= PROBLEM TO SOLVE =
Select and reproduce each line of the listing below that bears the string "required".

= MATERIAL TO PROCESS =
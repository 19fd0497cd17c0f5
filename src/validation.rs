use lazy_static::lazy_static;
use regex::Regex;
use thiserror::Error;

pub const MAX_MESSAGE_CHARS: usize = 2000;

/// Reasons a chat message is rejected with 400.
#[derive(Debug, Clone, Copy, PartialEq, Eq, Error)]
pub enum ValidationError {
    #[error("Message is required and must be a string")]
    Missing,
    #[error("Message too long (max 2000 characters)")]
    TooLong,
    #[error("Message cannot be empty")]
    Empty,
}

/// Patterns worth a log line. They never reject a message.
#[derive(Debug, Clone, Copy, PartialEq, Eq)]
pub enum SuspiciousPattern {
    ExploitKeyword,
    CredentialAssignment,
}

impl SuspiciousPattern {
    pub fn as_str(&self) -> &'static str {
        match self {
            SuspiciousPattern::ExploitKeyword => "exploit_keyword",
            SuspiciousPattern::CredentialAssignment => "credential_assignment",
        }
    }
}

lazy_static! {
    static ref SUSPICIOUS_PATTERNS: Vec<(SuspiciousPattern, Regex)> = vec![
        (
            SuspiciousPattern::ExploitKeyword,
            Regex::new(r"(?i)(?:hack|exploit|bypass|injection|xss|script)").unwrap(),
        ),
        (
            SuspiciousPattern::CredentialAssignment,
            Regex::new(r"(?i)(?:admin|password|token|secret|key)\s*[:=]").unwrap(),
        ),
    ];
}

/// Apply the message rules in order, first failure wins.
///
/// Length is counted in UTF-16 code units, as browsers count it. Returns
/// the accepted message.
pub fn validate(message: Option<&str>) -> Result<&str, ValidationError> {
    let message = message.ok_or(ValidationError::Missing)?;

    if message.encode_utf16().count() > MAX_MESSAGE_CHARS {
        return Err(ValidationError::TooLong);
    }

    // "" lands here, not on Missing: it is present and a string, so the
    // reply is "cannot be empty" rather than the required/type text
    if message.trim().is_empty() {
        return Err(ValidationError::Empty);
    }

    Ok(message)
}

/// First suspicious pattern found in the message, if any.
pub fn scan_suspicious(message: &str) -> Option<SuspiciousPattern> {
    SUSPICIOUS_PATTERNS
        .iter()
        .find(|(_, regex)| regex.is_match(message))
        .map(|(pattern, _)| *pattern)
}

= EXERCISE ANSWER =
    #[error("Message is required and must be a string")]
    // reply is "cannot be empty" rather than the required/type text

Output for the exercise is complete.